Russell was Emeritus Professor at the Institute of Health and Biomedical Innovation, Queensland University of Technology, based at the Translational Research Institute (Australia) and adjunct professor, Centre for Advanced Imaging, University of Queensland.

Education and training 
Russell trained in immunology at Walter & Eliza Hall Institute, where she obtained an MSc with Sir Macfarlane Burnet. Subsequently, Prof. Russell completed a PhD with Sir Gustav Nossal, on studies of autoimmune diseases.

Russell's postdoctoral training was at the John Curtin School of Medical Research, Canberra, and then she moved to Sydney to take up a postdoctoral position at The Kolling Institute of Medical Research.

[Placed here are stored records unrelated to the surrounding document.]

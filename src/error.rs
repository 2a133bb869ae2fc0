//! Forwarder error types.

use std::net::SocketAddr;
use thiserror::Error;

/// Errors raised while setting up or running the forwarder.
///
/// Everything except `QueueClosed` is a startup error. Runtime receive and
/// send failures are logged and never surface as values.
#[derive(Debug, Error)]
pub enum ForwardError {
    /// The address string could not be resolved.
    #[error("failed to resolve '{address}': {source}")]
    Resolve {
        address: String,
        #[source]
        source: std::io::Error,
    },

    /// Resolution succeeded but produced no socket address.
    #[error("'{address}' did not resolve to any socket address")]
    Unresolved { address: String },

    #[error("failed to bind to {address}: {source}")]
    Bind {
        address: SocketAddr,
        #[source]
        source: std::io::Error,
    },

    #[error("failed to connect to backend {address}: {source}")]
    Connect {
        address: SocketAddr,
        #[source]
        source: std::io::Error,
    },

    /// The backend list was empty.
    #[error("empty forward backend list")]
    NoBackends,

    /// The dispatch queue has no remaining workers.
    #[error("dispatch queue closed")]
    QueueClosed,

    #[error("IO error: {0}")]
    Io(#[from] std::io::Error),
}

pub type ForwardResult<T> = Result<T, ForwardError>;
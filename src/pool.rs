//! Reusable datagram buffers.
//!
//! A [`Packet`] borrows its buffer from a [`BufferPool`] and hands it back on
//! drop, so every path out of the receive/forward pipeline (sent, send error,
//! read error, queue torn down) recycles the buffer exactly once.

use std::sync::atomic::{AtomicUsize, Ordering};
use std::sync::Arc;

use bytes::BytesMut;
use crossbeam_queue::ArrayQueue;

/// Lock-free cache of fixed-size datagram buffers.
///
/// Allocation is unbounded; only the number of idle buffers kept around is capped.
pub struct BufferPool {
    idle: ArrayQueue<BytesMut>,
    buffer_size: usize,
    allocated: AtomicUsize,
}

impl BufferPool {
    pub fn new(buffer_size: usize, max_idle: usize) -> Arc<Self> {
        Arc::new(Self {
            idle: ArrayQueue::new(max_idle.max(1)),
            buffer_size,
            allocated: AtomicUsize::new(0),
        })
    }

    /// Takes an idle buffer, or allocates a fresh zeroed one.
    pub fn acquire(self: &Arc<Self>) -> Packet {
        let buf = match self.idle.pop() {
            Some(buf) => buf,
            None => {
                self.allocated.fetch_add(1, Ordering::Relaxed);
                BytesMut::zeroed(self.buffer_size)
            }
        };
        Packet {
            buf,
            len: 0,
            pool: Arc::clone(self),
        }
    }

    fn release(&self, buf: BytesMut) {
        if buf.len() != self.buffer_size {
            return;
        }
        // Full cache: let the buffer go.
        let _ = self.idle.push(buf);
    }

    pub fn buffer_size(&self) -> usize {
        self.buffer_size
    }

    /// Buffers currently waiting in the cache.
    pub fn idle(&self) -> usize {
        self.idle.len()
    }

    /// Buffers allocated since the pool was created.
    pub fn allocated(&self) -> usize {
        self.allocated.load(Ordering::Relaxed)
    }
}

/// A pooled buffer and the length of the datagram it holds.
pub struct Packet {
    buf: BytesMut,
    len: usize,
    pool: Arc<BufferPool>,
}

impl Packet {
    /// The whole buffer, for reading a datagram into.
    pub fn buf_mut(&mut self) -> &mut [u8] {
        &mut self.buf[..]
    }

    /// Records how many bytes of the buffer hold the datagram.
    ///
    /// # Panics
    /// Panics if `len` exceeds the buffer capacity.
    pub fn set_len(&mut self, len: usize) {
        assert!(len <= self.buf.len(), "packet length {} exceeds buffer {}", len, self.buf.len());
        self.len = len;
    }

    /// The datagram bytes.
    pub fn as_slice(&self) -> &[u8] {
        &self.buf[..self.len]
    }

    pub fn len(&self) -> usize {
        self.len
    }

    pub fn is_empty(&self) -> bool {
        self.len == 0
    }

    pub fn capacity(&self) -> usize {
        self.buf.len()
    }
}

impl Drop for Packet {
    fn drop(&mut self) {
        let buf = std::mem::take(&mut self.buf);
        self.pool.release(buf);
    }
}

impl std::fmt::Debug for Packet {
    fn fmt(&self, f: &mut std::fmt::Formatter<'_>) -> std::fmt::Result {
        f.debug_struct("Packet")
            .field("len", &self.len)
            .field("capacity", &self.buf.len())
            .finish()
    }
}
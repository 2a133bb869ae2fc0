use std::sync::Arc;

use tokio::net::UdpSocket;
use tokio_util::sync::CancellationToken;
use tracing::{debug, trace, warn};

use crate::classify::classify;
use crate::pool::BufferPool;
use crate::queue::DispatchQueues;

/// Owns the receive loop: read, classify, enqueue.
pub struct Listener {
    socket: UdpSocket,
    pool: Arc<BufferPool>,
    queues: DispatchQueues,
}

impl Listener {
    pub fn new(socket: UdpSocket, pool: Arc<BufferPool>, queues: DispatchQueues) -> Self {
        Self { socket, pool, queues }
    }

    pub async fn run(self, shutdown: CancellationToken) {
        debug!("Listener started.");

        loop {
            // Dropped on every early exit below, which hands the buffer back to the pool.
            let mut packet = self.pool.acquire();

            let received = tokio::select! {
                biased;
                _ = shutdown.cancelled() => break,
                res = self.socket.recv_from(packet.buf_mut()) => res,
            };

            let (n, peer) = match received {
                Ok(r) => r,
                Err(e) => {
                    warn!("UDP recv error: {}", e);
                    continue;
                }
            };

            if n == packet.capacity() {
                trace!("Datagram from {} filled the {} byte buffer, possibly truncated", peer, n);
            }
            packet.set_len(n);
            let class = classify(packet.as_slice());

            // Blocks while the lane is full. This is the only backpressure.
            let enqueued = tokio::select! {
                biased;
                _ = shutdown.cancelled() => break,
                res = self.queues.enqueue(packet, class) => res,
            };
            if let Err(e) = enqueued {
                warn!("Listener stopping: {}", e);
                break;
            }
        }

        debug!("Listener stopped.");
    }
}
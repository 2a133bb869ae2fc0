/// Largest datagram forwarded verbatim. Anything longer is truncated by the kernel on read.
/// Kept below the usual 1500 byte path MTU minus IP/UDP headers.
pub const MAX_DATAGRAM_SIZE: usize = 1420;

/// Queue depth for marker-bearing (chunked) datagrams.
pub const CHUNKED_QUEUE_CAPACITY: usize = 1024;

/// Queue depth for everything else.
pub const NORMAL_QUEUE_CAPACITY: usize = 10240;

/// Number of tasks draining the normal queue.
pub const NORMAL_WORKERS: usize = 10;

/// Idle buffers kept by the pool. Buffers released beyond this are freed.
/// Sized above the sum of both queue depths so a full backlog recycles cleanly.
pub const MAX_IDLE_BUFFERS: usize = 16384;

/// Kernel receive buffer requested for the listening socket (50MB).
pub const LISTEN_RECV_BUFFER_SIZE: usize = 50 * 1024 * 1024;

/// First two bytes of a chunked datagram.
pub const CHUNK_MAGIC: [u8; 2] = [0x1e, 0x0f];

/// Length of the flow identifier that follows the magic.
pub const FLOW_ID_LEN: usize = 8;

/// Minimum datagram length that carries a full flow identifier.
pub const CHUNK_HEADER_LEN: usize = CHUNK_MAGIC.len() + FLOW_ID_LEN;

pub const DEFAULT_LOCAL_ADDR: &str = "0.0.0.0:12201";

pub const DEFAULT_FORWARD_ADDRS: &str = "127.0.0.1:5000,127.0.0.1:6000";
use anyhow::Context;
use clap::Parser;
use tracing::info;
use tracing_subscriber::EnvFilter;

use udplb::backend::{parse_backend_list, BackendSet};
use udplb::config::Args;
use udplb::socket::{bind_listener, resolve_addr};
use udplb::{Forwarder, ForwarderConfig};

#[tokio::main]
async fn main() -> anyhow::Result<()> {
    tracing_subscriber::fmt()
        .with_env_filter(EnvFilter::try_from_default_env().unwrap_or_else(|_| EnvFilter::new("info")))
        .init();

    let args = Args::parse();
    info!("listen {} and forward to {}", args.local, args.forward);

    let addrs = parse_backend_list(&args.forward);
    let backends = BackendSet::connect(&addrs[..])
        .await
        .context("backend setup failed")?;

    let local = resolve_addr(&args.local)
        .await
        .context("invalid listen address")?;
    let socket = bind_listener(local, args.recv_buffer).context("listen failed")?;

    let handle = Forwarder::new(ForwarderConfig::default(), backends)
        .spawn(socket)
        .context("failed to start forwarder")?;

    let shutdown = handle.shutdown_token();
    tokio::spawn(async move {
        if tokio::signal::ctrl_c().await.is_ok() {
            info!("Interrupted, stopping.");
            shutdown.cancel();
        }
    });

    handle.wait().await;
    Ok(())
}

Russell joined the APCRC – Q in 2009.

Research 
Russell's early work in Immunology on Systemic Lupus Erythematosus (SLE) showed that the immunosuppressive drug, cyclophosphamide, could be successfully used to treat animals with this disease, leading to its use in patients with SLE. Early work WEHI showed that T cells could kill cancer cells. Further studies of autoimmunity were performed by Russell's group at the Kolling Institute specifically SLE. but also some related work in rheumatoid arthritis and in ankylosing spondylitis and its association with HLA-B27.

Russell's focus of the work at the Kolling Institute was on autoimmunity, specifically Systemic Lupus Erythematosus (SLE), but also some related work in rheumatoid arthritis and in ankylosing spondylitis and its association with HLAB27.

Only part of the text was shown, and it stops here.